Stored items:
========================

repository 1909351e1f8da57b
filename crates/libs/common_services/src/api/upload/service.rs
use crate::api::upload::error::UploadError;
use crate::api::upload::interfaces::UploadedFile;
use crate::utils::nice_id;
use app_state::UploadSettings;
use std::path::Path;
use tracing::{info, instrument};

const STORED_NAME_LENGTH: usize = 24;

/// Validates and stores one uploaded file under a random name.
#[instrument(skip(settings, bytes), fields(size = bytes.len()))]
pub async fn store_upload(
    settings: &UploadSettings,
    public_url: &str,
    original_name: &str,
    bytes: &[u8],
) -> Result<UploadedFile, UploadError> {
    if bytes.is_empty() {
        return Err(UploadError::EmptyFile);
    }
    if bytes.len() > settings.max_bytes {
        return Err(UploadError::TooLarge {
            max_bytes: settings.max_bytes,
        });
    }
    let original = Path::new(original_name);
    let extension = settings.allowed_extension(original).ok_or_else(|| {
        UploadError::UnsupportedType(
            original
                .extension()
                .map_or_else(|| "none".to_owned(), |e| e.to_string_lossy().into_owned()),
        )
    })?;

    let file_name = format!("{}.{extension}", nice_id(STORED_NAME_LENGTH));
    let destination = settings.folder.join(&file_name);
    tokio::fs::write(&destination, bytes)
        .await
        .map_err(|e| UploadError::from_storage(e, settings.max_bytes))?;

    let content_type = mime_guess::from_path(&destination)
        .first_or_octet_stream()
        .to_string();
    info!(file_name = %file_name, content_type = %content_type, "Stored upload");
    Ok(UploadedFile {
        url: format!("{}/files/{file_name}", public_url.trim_end_matches('/')),
        file_name,
        original_name: original_name.to_owned(),
        content_type,
        size: bytes.len(),
    })
}

#[cfg(test)]
mod tests {
    use super::*;
    use tempfile::TempDir;

    fn settings(dir: &TempDir) -> UploadSettings {
        UploadSettings {
            folder: dir.path().to_path_buf(),
            max_bytes: 16,
            allowed_extensions: vec!["pdf".into(), "jpg".into()],
        }
    }

    #[tokio::test]
    async fn stores_file_under_random_name() {
        let dir = TempDir::new().unwrap();
        let uploaded = store_upload(&settings(&dir), "http://localhost:9475/", "Scan.PDF", b"%PDF-1.7")
            .await
            .unwrap();

        assert!(uploaded.file_name.ends_with(".pdf"));
        assert_ne!(uploaded.file_name, "Scan.PDF");
        assert_eq!(
            uploaded.url,
            format!("http://localhost:9475/files/{}", uploaded.file_name)
        );
        assert_eq!(uploaded.content_type, "application/pdf");
        let stored = std::fs::read(dir.path().join(&uploaded.file_name)).unwrap();
        assert_eq!(stored, b"%PDF-1.7");
    }

    #[tokio::test]
    async fn rejects_disallowed_extension() {
        let dir = TempDir::new().unwrap();
        let result = store_upload(&settings(&dir), "http://x", "run.exe", b"MZ").await;
        assert!(matches!(result, Err(UploadError::UnsupportedType(ext)) if ext == "exe"));
    }

    #[tokio::test]
    async fn rejects_oversized_and_empty_files() {
        let dir = TempDir::new().unwrap();
        let too_big = [0_u8; 17];
        assert!(matches!(
            store_upload(&settings(&dir), "http://x", "a.jpg", &too_big).await,
            Err(UploadError::TooLarge { max_bytes: 16 })
        ));
        assert!(matches!(
            store_upload(&settings(&dir), "http://x", "a.jpg", &[]).await,
            Err(UploadError::EmptyFile)
        ));
    }

    #[tokio::test]
    async fn missing_folder_is_a_storage_error() {
        let dir = TempDir::new().unwrap();
        let mut settings = settings(&dir);
        settings.folder = dir.path().join("does-not-exist");
        let result = store_upload(&settings, "http://x", "a.jpg", b"jpeg").await;
        assert!(matches!(result, Err(UploadError::Storage(_))));
    }
}
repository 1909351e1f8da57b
pub mod handlers;
pub mod router;
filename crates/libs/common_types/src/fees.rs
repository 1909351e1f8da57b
//! Payout fee arithmetic. Everything here is pure `Decimal` math.

use rust_decimal::{Decimal, RoundingStrategy};
use serde::{Deserialize, Serialize};
use utoipa::ToSchema;

const HUNDRED: Decimal = Decimal::ONE_HUNDRED;

/// A percentage deduction that can be switched off.
/// Field names stay snake_case, they are read from the settings file.
#[derive(Debug, Clone, Copy, PartialEq, Eq, Serialize, Deserialize, ToSchema)]
pub struct FeeToggle {
    pub enabled: bool,
    pub rate_percent: Decimal,
}

impl FeeToggle {
    #[must_use]
    pub const fn on(rate_percent: Decimal) -> Self {
        Self {
            enabled: true,
            rate_percent,
        }
    }

    #[must_use]
    pub const fn off(rate_percent: Decimal) -> Self {
        Self {
            enabled: false,
            rate_percent,
        }
    }

    /// Fee on `base`, or zero when disabled. The rate is not looked at when off.
    #[must_use]
    pub fn apply(&self, base: Decimal) -> Decimal {
        if !self.enabled {
            return Decimal::ZERO;
        }
        round_money(base * self.rate_percent / HUNDRED)
    }
}

#[derive(Debug, Clone, Copy, PartialEq, Eq, Serialize, Deserialize, ToSchema)]
pub struct FeeSettings {
    pub commission: FeeToggle,
    pub processing_charge: FeeToggle,
    /// Charged on the sum of the other fees, not on the base amount.
    pub gst: FeeToggle,
}

#[derive(Debug, Clone, PartialEq, Eq, Serialize, Deserialize, ToSchema)]
#[serde(rename_all = "camelCase")]
pub struct PayoutBreakdown {
    pub final_amount: Decimal,
    pub commission: Decimal,
    pub processing_charge: Decimal,
    pub gst: Decimal,
    pub prior_payouts: Decimal,
    pub total_deductions: Decimal,
    /// Not clamped: a negative value means prior payouts exceeded the balance.
    pub net_amount: Decimal,
}

impl PayoutBreakdown {
    #[must_use]
    pub fn has_balance(&self) -> bool {
        self.net_amount > Decimal::ZERO
    }
}

#[must_use]
pub fn round_money(value: Decimal) -> Decimal {
    value.round_dp_with_strategy(2, RoundingStrategy::MidpointAwayFromZero)
}

const CURRENCY_SYMBOLS: [char; 5] = ['₹', '$', '€', '£', '¥'];

/// Parses a user-facing currency string such as `"₹10,000.50"`.
/// Currency symbols, grouping commas and whitespace are dropped; anything else
/// that is not a plain decimal number counts as zero.
#[must_use]
pub fn parse_amount(raw: &str) -> Decimal {
    let cleaned: String = raw
        .chars()
        .filter(|c| !(c.is_whitespace() || *c == ',' || CURRENCY_SYMBOLS.contains(c)))
        .collect();
    let digits = cleaned.strip_prefix('-').unwrap_or(&cleaned);
    let plain = !digits.is_empty()
        && digits.chars().all(|c| c.is_ascii_digit() || c == '.')
        && digits.chars().filter(|c| *c == '.').count() <= 1;
    if !plain {
        return Decimal::ZERO;
    }
    cleaned.parse().unwrap_or(Decimal::ZERO)
}

#[must_use]
pub fn calculate_payout(
    final_amount: Decimal,
    settings: &FeeSettings,
    prior_payouts: Decimal,
) -> PayoutBreakdown {
    let commission = settings.commission.apply(final_amount);
    let processing_charge = settings.processing_charge.apply(final_amount);
    let gst = settings.gst.apply(commission + processing_charge);
    let total_deductions = commission + processing_charge + gst + prior_payouts;

    PayoutBreakdown {
        final_amount,
        commission,
        processing_charge,
        gst,
        prior_payouts,
        total_deductions,
        net_amount: final_amount - total_deductions,
    }
}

========================

■ **WORK ITEM**
Reproduce all the entries verbatim, leaving nothing out.

■ **ANSWER TO THE PROBLEM**
repository 1909351e1f8da57b
filename crates/libs/common_services/src/api/upload/service.rs
use crate::api::upload::error::UploadError;
use crate::api::upload::interfaces::UploadedFile;
use crate::utils::nice_id;
use app_state::UploadSettings;
use std::path::Path;
use tracing::{info, instrument};

const STORED_NAME_LENGTH: usize = 24;

/// Validates and stores one uploaded file under a random name.
#[instrument(skip(settings, bytes), fields(size = bytes.len()))]
pub async fn store_upload(
    settings: &UploadSettings,
    public_url: &str,
    original_name: &str,
    bytes: &[u8],
) -> Result<UploadedFile, UploadError> {
    if bytes.is_empty() {
        return Err(UploadError::EmptyFile);
    }
    if bytes.len() > settings.max_bytes {
        return Err(UploadError::TooLarge {
            max_bytes: settings.max_bytes,
        });
    }
    let original = Path::new(original_name);
    let extension = settings.allowed_extension(original).ok_or_else(|| {
        UploadError::UnsupportedType(
            original
                .extension()
                .map_or_else(|| "none".to_owned(), |e| e.to_string_lossy().into_owned()),
        )
    })?;

    let file_name = format!("{}.{extension}", nice_id(STORED_NAME_LENGTH));
    let destination = settings.folder.join(&file_name);
    tokio::fs::write(&destination, bytes)
        .await
        .map_err(|e| UploadError::from_storage(e, settings.max_bytes))?;

    let content_type = mime_guess::from_path(&destination)
        .first_or_octet_stream()
        .to_string();
    info!(file_name = %file_name, content_type = %content_type, "Stored upload");
    Ok(UploadedFile {
        url: format!("{}/files/{file_name}", public_url.trim_end_matches('/')),
        file_name,
        original_name: original_name.to_owned(),
        content_type,
        size: bytes.len(),
    })
}

#[cfg(test)]
mod tests {
    use super::*;
    use tempfile::TempDir;

    fn settings(dir: &TempDir) -> UploadSettings {
        UploadSettings {
            folder: dir.path().to_path_buf(),
            max_bytes: 16,
            allowed_extensions: vec!["pdf".into(), "jpg".into()],
        }
    }

    #[tokio::test]
    async fn stores_file_under_random_name() {
        let dir = TempDir::new().unwrap();
        let uploaded = store_upload(&settings(&dir), "http://localhost:9475/", "Scan.PDF", b"%PDF-1.7")
            .await
            .unwrap();

        assert!(uploaded.file_name.ends_with(".pdf"));
        assert_ne!(uploaded.file_name, "Scan.PDF");
        assert_eq!(
            uploaded.url,
            format!("http://localhost:9475/files/{}", uploaded.file_name)
        );
        assert_eq!(uploaded.content_type, "application/pdf");
        let stored = std::fs::read(dir.path().join(&uploaded.file_name)).unwrap();
        assert_eq!(stored, b"%PDF-1.7");
    }

    #[tokio::test]
    async fn rejects_disallowed_extension() {
        let dir = TempDir::new().unwrap();
        let result = store_upload(&settings(&dir), "http://x", "run.exe", b"MZ").await;
        assert!(matches!(result, Err(UploadError::UnsupportedType(ext)) if ext == "exe"));
    }

    #[tokio::test]
    async fn rejects_oversized_and_empty_files() {
        let dir = TempDir::new().unwrap();
        let too_big = [0_u8; 17];
        assert!(matches!(
            store_upload(&settings(&dir), "http://x", "a.jpg", &too_big).await,
            Err(UploadError::TooLarge { max_bytes: 16 })
        ));
        assert!(matches!(
            store_upload(&settings(&dir), "http://x", "a.jpg", &[]).await,
            Err(UploadError::EmptyFile)
        ));
    }

    #[tokio::test]
    async fn missing_folder_is_a_storage_error() {
        let dir = TempDir::new().unwrap();
        let mut settings = settings(&dir);
        settings.folder = dir.path().join("does-not-exist");
        let result = store_upload(&settings, "http://x", "a.jpg", b"jpeg").await;
        assert!(matches!(result, Err(UploadError::Storage(_))));
    }
}
repository 1909351e1f8da57b
pub mod handlers;
pub mod router;
filename crates/libs/common_types/src/fees.rs
repository 1909351e1f8da57b
//! Payout fee arithmetic. Everything here is pure `Decimal` math.

use rust_decimal::{Decimal, RoundingStrategy};
use serde::{Deserialize, Serialize};
use utoipa::ToSchema;

const HUNDRED: Decimal = Decimal::ONE_HUNDRED;

/// A percentage deduction that can be switched off.
/// Field names stay snake_case, they are read from the settings file.
#[derive(Debug, Clone, Copy, PartialEq, Eq, Serialize, Deserialize, ToSchema)]
pub struct FeeToggle {
    pub enabled: bool,
    pub rate_percent: Decimal,
}

impl FeeToggle {
    #[must_use]
    pub const fn on(rate_percent: Decimal) -> Self {
        Self {
            enabled: true,
            rate_percent,
        }
    }

    #[must_use]
    pub const fn off(rate_percent: Decimal) -> Self {
        Self {
            enabled: false,
            rate_percent,
        }
    }

    /// Fee on `base`, or zero when disabled. The rate is not looked at when off.
    #[must_use]
    pub fn apply(&self, base: Decimal) -> Decimal {
        if !self.enabled {
            return Decimal::ZERO;
        }
        round_money(base * self.rate_percent / HUNDRED)
    }
}

#[derive(Debug, Clone, Copy, PartialEq, Eq, Serialize, Deserialize, ToSchema)]
pub struct FeeSettings {
    pub commission: FeeToggle,
    pub processing_charge: FeeToggle,
    /// Charged on the sum of the other fees, not on the base amount.
    pub gst: FeeToggle,
}

#[derive(Debug, Clone, PartialEq, Eq, Serialize, Deserialize, ToSchema)]
#[serde(rename_all = "camelCase")]
pub struct PayoutBreakdown {
    pub final_amount: Decimal,
    pub commission: Decimal,
    pub processing_charge: Decimal,
    pub gst: Decimal,
    pub prior_payouts: Decimal,
    pub total_deductions: Decimal,
    /// Not clamped: a negative value means prior payouts exceeded the balance.
    pub net_amount: Decimal,
}

impl PayoutBreakdown {
    #[must_use]
    pub fn has_balance(&self) -> bool {
        self.net_amount > Decimal::ZERO
    }
}

#[must_use]
pub fn round_money(value: Decimal) -> Decimal {
    value.round_dp_with_strategy(2, RoundingStrategy::MidpointAwayFromZero)
}

const CURRENCY_SYMBOLS: [char; 5] = ['₹', '$', '€', '£', '¥'];

/// Parses a user-facing currency string such as `"₹10,000.50"`.
/// Currency symbols, grouping commas and whitespace are dropped; anything else
/// that is not a plain decimal number counts as zero.
#[must_use]
pub fn parse_amount(raw: &str) -> Decimal {
    let cleaned: String = raw
        .chars()
        .filter(|c| !(c.is_whitespace() || *c == ',' || CURRENCY_SYMBOLS.contains(c)))
        .collect();
    let digits = cleaned.strip_prefix('-').unwrap_or(&cleaned);
    let plain = !digits.is_empty()
        && digits.chars().all(|c| c.is_ascii_digit() || c == '.')
        && digits.chars().filter(|c| *c == '.').count() <= 1;
    if !plain {
        return Decimal::ZERO;
    }
    cleaned.parse().unwrap_or(Decimal::ZERO)
}

#[must_use]
pub fn calculate_payout(
    final_amount: Decimal,
    settings: &FeeSettings,
    prior_payouts: Decimal,
) -> PayoutBreakdown {
    let commission = settings.commission.apply(final_amount);
    let processing_charge = settings.processing_charge.apply(final_amount);
    let gst = settings.gst.apply(commission + processing_charge);
    let total_deductions = commission + processing_charge + gst + prior_payouts;

    PayoutBreakdown {
        final_amount,
        commission,
        processing_charge,
        gst,
        prior_payouts,
        total_deductions,
        net_amount: final_amount - total_deductions,
    }
}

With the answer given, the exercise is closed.